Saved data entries
Content starts

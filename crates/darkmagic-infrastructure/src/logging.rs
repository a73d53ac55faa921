//! Structured logging with tracing
//!
//! Installs a `tracing-subscriber` registry: an `EnvFilter` read from
//! `DARKMAGIC_LOG` (falling back to the configured level), plain or JSON
//! stdout output, and an optional daily-rolling file.

use std::path::Path;

use tracing::{Level, info, warn};
use tracing_subscriber::{EnvFilter, Registry, fmt, layer::SubscriberExt, util::SubscriberInitExt};

use darkmagic_domain::error::{Error, Result};

pub use crate::config::LoggingConfig;
use crate::constants::{LOG_FILE_PREFIX, LOG_FILTER_ENV};

/// Initialize logging with the provided configuration
///
/// Fails when the level does not parse or a global subscriber is already
/// installed.
pub fn init_logging(config: LoggingConfig) -> Result<()> {
    let level = parse_log_level(&config.level)?;
    let filter =
        EnvFilter::try_from_env(LOG_FILTER_ENV).unwrap_or_else(|_| EnvFilter::new(&config.level));

    let file_appender = config.file_output.as_ref().map(|path| {
        tracing_appender::rolling::daily(
            path.parent().unwrap_or_else(|| Path::new(".")),
            path.file_stem()
                .unwrap_or_else(|| std::ffi::OsStr::new(LOG_FILE_PREFIX)),
        )
    });

    let installed = if config.json_format {
        let stdout = fmt::layer()
            .json()
            .with_target(true)
            .with_thread_ids(true)
            .with_file(true)
            .with_line_number(true);
        let registry = Registry::default().with(filter);
        match file_appender {
            Some(appender) => {
                let file = fmt::layer()
                    .json()
                    .with_writer(appender)
                    .with_ansi(false)
                    .with_target(true);
                registry.with(stdout).with(file).try_init()
            }
            None => registry.with(stdout).try_init(),
        }
    } else {
        let stdout = fmt::layer()
            .with_target(true)
            .with_thread_ids(true)
            .with_file(true)
            .with_line_number(true);
        let registry = Registry::default().with(filter);
        match file_appender {
            Some(appender) => {
                let file = fmt::layer()
                    .with_writer(appender)
                    .with_ansi(false)
                    .with_target(true);
                registry.with(stdout).with(file).try_init()
            }
            None => registry.with(stdout).try_init(),
        }
    };

    installed.map_err(|e| {
        Error::configuration_with_source("Failed to install the tracing subscriber", e)
    })?;

    info!("Logging initialized with level: {}", level);
    Ok(())
}

/// Parse log level string to tracing Level
pub fn parse_log_level(level: &str) -> Result<Level> {
    match level.to_lowercase().as_str() {
        "trace" => Ok(Level::TRACE),
        "debug" => Ok(Level::DEBUG),
        "info" => Ok(Level::INFO),
        "warn" | "warning" => Ok(Level::WARN),
        "error" => Ok(Level::ERROR),
        _ => Err(Error::configuration(format!(
            "Invalid log level: {level}. Use trace, debug, info, warn, or error"
        ))),
    }
}

/// Log configuration loading status
pub fn log_config_loaded(config_path: &Path, success: bool) {
    if success {
        info!("Configuration loaded from {}", config_path.display());
    } else {
        warn!("Configuration file not found: {}", config_path.display());
    }
}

Content ends

**Task item**
A complete, exact copy of the records is what is needed.

**Answer to this exercise**
filename crates/darkmagic-infrastructure/src/logging.rs
repository a73d53ac55faa921
//! Structured logging with tracing
//!
//! Installs a `tracing-subscriber` registry: an `EnvFilter` read from
//! `DARKMAGIC_LOG` (falling back to the configured level), plain or JSON
//! stdout output, and an optional daily-rolling file.

use std::path::Path;

use tracing::{Level, info, warn};
use tracing_subscriber::{EnvFilter, Registry, fmt, layer::SubscriberExt, util::SubscriberInitExt};

use darkmagic_domain::error::{Error, Result};

pub use crate::config::LoggingConfig;
use crate::constants::{LOG_FILE_PREFIX, LOG_FILTER_ENV};

/// Initialize logging with the provided configuration
///
/// Fails when the level does not parse or a global subscriber is already
/// installed.
pub fn init_logging(config: LoggingConfig) -> Result<()> {
    let level = parse_log_level(&config.level)?;
    let filter =
        EnvFilter::try_from_env(LOG_FILTER_ENV).unwrap_or_else(|_| EnvFilter::new(&config.level));

    let file_appender = config.file_output.as_ref().map(|path| {
        tracing_appender::rolling::daily(
            path.parent().unwrap_or_else(|| Path::new(".")),
            path.file_stem()
                .unwrap_or_else(|| std::ffi::OsStr::new(LOG_FILE_PREFIX)),
        )
    });

    let installed = if config.json_format {
        let stdout = fmt::layer()
            .json()
            .with_target(true)
            .with_thread_ids(true)
            .with_file(true)
            .with_line_number(true);
        let registry = Registry::default().with(filter);
        match file_appender {
            Some(appender) => {
                let file = fmt::layer()
                    .json()
                    .with_writer(appender)
                    .with_ansi(false)
                    .with_target(true);
                registry.with(stdout).with(file).try_init()
            }
            None => registry.with(stdout).try_init(),
        }
    } else {
        let stdout = fmt::layer()
            .with_target(true)
            .with_thread_ids(true)
            .with_file(true)
            .with_line_number(true);
        let registry = Registry::default().with(filter);
        match file_appender {
            Some(appender) => {
                let file = fmt::layer()
                    .with_writer(appender)
                    .with_ansi(false)
                    .with_target(true);
                registry.with(stdout).with(file).try_init()
            }
            None => registry.with(stdout).try_init(),
        }
    };

    installed.map_err(|e| {
        Error::configuration_with_source("Failed to install the tracing subscriber", e)
    })?;

    info!("Logging initialized with level: {}", level);
    Ok(())
}

/// Parse log level string to tracing Level
pub fn parse_log_level(level: &str) -> Result<Level> {
    match level.to_lowercase().as_str() {
        "trace" => Ok(Level::TRACE),
        "debug" => Ok(Level::DEBUG),
        "info" => Ok(Level::INFO),
        "warn" | "warning" => Ok(Level::WARN),
        "error" => Ok(Level::ERROR),
        _ => Err(Error::configuration(format!(
            "Invalid log level: {level}. Use trace, debug, info, warn, or error"
        ))),
    }
}

/// Log configuration loading status
pub fn log_config_loaded(config_path: &Path, success: bool) {
    if success {
        info!("Configuration loaded from {}", config_path.display());
    } else {
        warn!("Configuration file not found: {}", config_path.display());
    }
}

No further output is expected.